(Collected data entries)
- - - - -
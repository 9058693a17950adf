use {
    super::{ConflictError, DecommissionAttribute, DecommissionStatus},
    crate::cluster::{metadata::Custom, ProtocolVersion},
    serde::{
        de::{self, MapAccess, Visitor},
        ser::SerializeMap,
        Deserialize,
        Deserializer,
        Serialize,
        Serializer,
    },
    std::fmt,
};

/// Decommission record persisted in the cluster state.
#[derive(Clone, Debug, PartialEq, Eq)]
pub struct DecommissionMetadata {
    attribute: DecommissionAttribute,
    status: DecommissionStatus,
}

impl Custom for DecommissionMetadata {
    const TYPE: &'static str = "decommissionedAttribute";
    const MIN_SUPPORTED_VERSION: ProtocolVersion = ProtocolVersion::new(2, 3, 0);
}

impl DecommissionMetadata {
    /// Creates a new record in [`DecommissionStatus::Init`].
    pub fn new(attribute: DecommissionAttribute) -> Self {
        Self {
            attribute,
            status: DecommissionStatus::Init,
        }
    }

    pub fn attribute(&self) -> &DecommissionAttribute {
        &self.attribute
    }

    pub fn status(&self) -> DecommissionStatus {
        self.status
    }

    pub fn with_status(&self, status: DecommissionStatus) -> Self {
        Self {
            attribute: self.attribute.clone(),
            status,
        }
    }

    /// Same attribute name with a new value. Restarts from
    /// [`DecommissionStatus::Init`].
    pub fn with_attribute_value(&self, value: impl Into<String>) -> Self {
        Self::new(DecommissionAttribute::new(self.attribute.name(), value))
    }

    /// Rejects a new decommission of `requested` while this record blocks
    /// it.
    pub(super) fn ensure_no_inflight(
        &self,
        requested: &DecommissionAttribute,
    ) -> Result<(), ConflictError> {
        match self.status {
            DecommissionStatus::Failed => Ok(()),
            DecommissionStatus::Successful => Err(ConflictError::AlreadyDecommissioned(
                self.attribute.clone(),
            )),
            DecommissionStatus::Init | DecommissionStatus::InProgress => {
                tracing::debug!(registered = %self.attribute, %requested, "in-flight decommission");
                Err(ConflictError::InFlight(self.attribute.clone()))
            }
        }
    }
}

// `{"awareness": {"<name>": "<value>"}, "status": "<status>"}`
impl Serialize for DecommissionMetadata {
    fn serialize<S: Serializer>(&self, serializer: S) -> Result<S::Ok, S::Error> {
        struct Awareness<'a>(&'a DecommissionAttribute);

        impl Serialize for Awareness<'_> {
            fn serialize<S: Serializer>(&self, serializer: S) -> Result<S::Ok, S::Error> {
                let mut map = serializer.serialize_map(Some(1))?;
                map.serialize_entry(self.0.name(), self.0.value())?;
                map.end()
            }
        }

        let mut map = serializer.serialize_map(Some(2))?;
        map.serialize_entry("awareness", &Awareness(&self.attribute))?;
        map.serialize_entry("status", &self.status)?;
        map.end()
    }
}

impl<'de> Deserialize<'de> for DecommissionMetadata {
    fn deserialize<D: Deserializer<'de>>(deserializer: D) -> Result<Self, D::Error> {
        struct AwarenessVisitor;

        impl<'de> Visitor<'de> for AwarenessVisitor {
            type Value = DecommissionAttribute;

            fn expecting(&self, f: &mut fmt::Formatter<'_>) -> fmt::Result {
                f.write_str("a single awareness attribute")
            }

            fn visit_map<A: MapAccess<'de>>(self, mut map: A) -> Result<Self::Value, A::Error> {
                let (name, value) = map
                    .next_entry::<String, String>()?
                    .ok_or_else(|| de::Error::custom("awareness attribute is missing"))?;

                if map.next_key::<de::IgnoredAny>()?.is_some() {
                    return Err(de::Error::custom("expected a single awareness attribute"));
                }

                Ok(DecommissionAttribute::new(name, value))
            }
        }

        struct Awareness(DecommissionAttribute);

        impl<'de> Deserialize<'de> for Awareness {
            fn deserialize<D: Deserializer<'de>>(deserializer: D) -> Result<Self, D::Error> {
                deserializer.deserialize_map(AwarenessVisitor).map(Awareness)
            }
        }

        struct MetadataVisitor;

        impl<'de> Visitor<'de> for MetadataVisitor {
            type Value = DecommissionMetadata;

            fn expecting(&self, f: &mut fmt::Formatter<'_>) -> fmt::Result {
                f.write_str("decommission metadata")
            }

            fn visit_map<A: MapAccess<'de>>(self, mut map: A) -> Result<Self::Value, A::Error> {
                let mut attribute = None;
                let mut status = None;

                while let Some(key) = map.next_key::<String>()? {
                    match key.as_str() {
                        "awareness" => attribute = Some(map.next_value::<Awareness>()?.0),
                        "status" => status = Some(map.next_value::<DecommissionStatus>()?),
                        other => return Err(de::Error::unknown_field(other, &["awareness", "status"])),
                    }
                }

                Ok(DecommissionMetadata {
                    attribute: attribute.ok_or_else(|| de::Error::missing_field("awareness"))?,
                    status: status.ok_or_else(|| de::Error::missing_field("status"))?,
                })
            }
        }

        deserializer.deserialize_map(MetadataVisitor)
    }
}

#[cfg(test)]
mod test {
    use super::*;

    #[test]
    fn json_shape() {
        let metadata = DecommissionMetadata::new(DecommissionAttribute::new("zone", "zone_1"))
            .with_status(DecommissionStatus::InProgress);

        let json = serde_json::to_value(&metadata).unwrap();
        assert_eq!(
            json,
            serde_json::json!({ "awareness": { "zone": "zone_1" }, "status": "in_progress" })
        );
        assert_eq!(serde_json::from_value::<DecommissionMetadata>(json).unwrap(), metadata);

        let err = serde_json::from_str::<DecommissionMetadata>(r#"{"awareness": {}, "status": "init"}"#);
        assert!(err.is_err());
    }

    #[test]
    fn value_change_restarts() {
        let metadata = DecommissionMetadata::new(DecommissionAttribute::new("zone", "zone_1"))
            .with_status(DecommissionStatus::Failed)
            .with_attribute_value("zone_2");

        assert_eq!(metadata.attribute(), &DecommissionAttribute::new("zone", "zone_2"));
        assert_eq!(metadata.status(), DecommissionStatus::Init);
    }
}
- - - - -
• **PROBLEM STATEMENT**: The data is to be reproduced in full, every line intact.

• **OUTPUT BELOW**:
repository 9058693a17950adf
use {
    super::{ConflictError, DecommissionAttribute, DecommissionStatus},
    crate::cluster::{metadata::Custom, ProtocolVersion},
    serde::{
        de::{self, MapAccess, Visitor},
        ser::SerializeMap,
        Deserialize,
        Deserializer,
        Serialize,
        Serializer,
    },
    std::fmt,
};

/// Decommission record persisted in the cluster state.
#[derive(Clone, Debug, PartialEq, Eq)]
pub struct DecommissionMetadata {
    attribute: DecommissionAttribute,
    status: DecommissionStatus,
}

impl Custom for DecommissionMetadata {
    const TYPE: &'static str = "decommissionedAttribute";
    const MIN_SUPPORTED_VERSION: ProtocolVersion = ProtocolVersion::new(2, 3, 0);
}

impl DecommissionMetadata {
    /// Creates a new record in [`DecommissionStatus::Init`].
    pub fn new(attribute: DecommissionAttribute) -> Self {
        Self {
            attribute,
            status: DecommissionStatus::Init,
        }
    }

    pub fn attribute(&self) -> &DecommissionAttribute {
        &self.attribute
    }

    pub fn status(&self) -> DecommissionStatus {
        self.status
    }

    pub fn with_status(&self, status: DecommissionStatus) -> Self {
        Self {
            attribute: self.attribute.clone(),
            status,
        }
    }

    /// Same attribute name with a new value. Restarts from
    /// [`DecommissionStatus::Init`].
    pub fn with_attribute_value(&self, value: impl Into<String>) -> Self {
        Self::new(DecommissionAttribute::new(self.attribute.name(), value))
    }

    /// Rejects a new decommission of `requested` while this record blocks
    /// it.
    pub(super) fn ensure_no_inflight(
        &self,
        requested: &DecommissionAttribute,
    ) -> Result<(), ConflictError> {
        match self.status {
            DecommissionStatus::Failed => Ok(()),
            DecommissionStatus::Successful => Err(ConflictError::AlreadyDecommissioned(
                self.attribute.clone(),
            )),
            DecommissionStatus::Init | DecommissionStatus::InProgress => {
                tracing::debug!(registered = %self.attribute, %requested, "in-flight decommission");
                Err(ConflictError::InFlight(self.attribute.clone()))
            }
        }
    }
}

// `{"awareness": {"<name>": "<value>"}, "status": "<status>"}`
impl Serialize for DecommissionMetadata {
    fn serialize<S: Serializer>(&self, serializer: S) -> Result<S::Ok, S::Error> {
        struct Awareness<'a>(&'a DecommissionAttribute);

        impl Serialize for Awareness<'_> {
            fn serialize<S: Serializer>(&self, serializer: S) -> Result<S::Ok, S::Error> {
                let mut map = serializer.serialize_map(Some(1))?;
                map.serialize_entry(self.0.name(), self.0.value())?;
                map.end()
            }
        }

        let mut map = serializer.serialize_map(Some(2))?;
        map.serialize_entry("awareness", &Awareness(&self.attribute))?;
        map.serialize_entry("status", &self.status)?;
        map.end()
    }
}

impl<'de> Deserialize<'de> for DecommissionMetadata {
    fn deserialize<D: Deserializer<'de>>(deserializer: D) -> Result<Self, D::Error> {
        struct AwarenessVisitor;

        impl<'de> Visitor<'de> for AwarenessVisitor {
            type Value = DecommissionAttribute;

            fn expecting(&self, f: &mut fmt::Formatter<'_>) -> fmt::Result {
                f.write_str("a single awareness attribute")
            }

            fn visit_map<A: MapAccess<'de>>(self, mut map: A) -> Result<Self::Value, A::Error> {
                let (name, value) = map
                    .next_entry::<String, String>()?
                    .ok_or_else(|| de::Error::custom("awareness attribute is missing"))?;

                if map.next_key::<de::IgnoredAny>()?.is_some() {
                    return Err(de::Error::custom("expected a single awareness attribute"));
                }

                Ok(DecommissionAttribute::new(name, value))
            }
        }

        struct Awareness(DecommissionAttribute);

        impl<'de> Deserialize<'de> for Awareness {
            fn deserialize<D: Deserializer<'de>>(deserializer: D) -> Result<Self, D::Error> {
                deserializer.deserialize_map(AwarenessVisitor).map(Awareness)
            }
        }

        struct MetadataVisitor;

        impl<'de> Visitor<'de> for MetadataVisitor {
            type Value = DecommissionMetadata;

            fn expecting(&self, f: &mut fmt::Formatter<'_>) -> fmt::Result {
                f.write_str("decommission metadata")
            }

            fn visit_map<A: MapAccess<'de>>(self, mut map: A) -> Result<Self::Value, A::Error> {
                let mut attribute = None;
                let mut status = None;

                while let Some(key) = map.next_key::<String>()? {
                    match key.as_str() {
                        "awareness" => attribute = Some(map.next_value::<Awareness>()?.0),
                        "status" => status = Some(map.next_value::<DecommissionStatus>()?),
                        other => return Err(de::Error::unknown_field(other, &["awareness", "status"])),
                    }
                }

                Ok(DecommissionMetadata {
                    attribute: attribute.ok_or_else(|| de::Error::missing_field("awareness"))?,
                    status: status.ok_or_else(|| de::Error::missing_field("status"))?,
                })
            }
        }

        deserializer.deserialize_map(MetadataVisitor)
    }
}

#[cfg(test)]
mod test {
    use super::*;

    #[test]
    fn json_shape() {
        let metadata = DecommissionMetadata::new(DecommissionAttribute::new("zone", "zone_1"))
            .with_status(DecommissionStatus::InProgress);

        let json = serde_json::to_value(&metadata).unwrap();
        assert_eq!(
            json,
            serde_json::json!({ "awareness": { "zone": "zone_1" }, "status": "in_progress" })
        );
        assert_eq!(serde_json::from_value::<DecommissionMetadata>(json).unwrap(), metadata);

        let err = serde_json::from_str::<DecommissionMetadata>(r#"{"awareness": {}, "status": "init"}"#);
        assert!(err.is_err());
    }

    #[test]
    fn value_change_restarts() {
        let metadata = DecommissionMetadata::new(DecommissionAttribute::new("zone", "zone_1"))
            .with_status(DecommissionStatus::Failed)
            .with_attribute_value("zone_2");

        assert_eq!(metadata.attribute(), &DecommissionAttribute::new("zone", "zone_2"));
        assert_eq!(metadata.status(), DecommissionStatus::Init);
    }
}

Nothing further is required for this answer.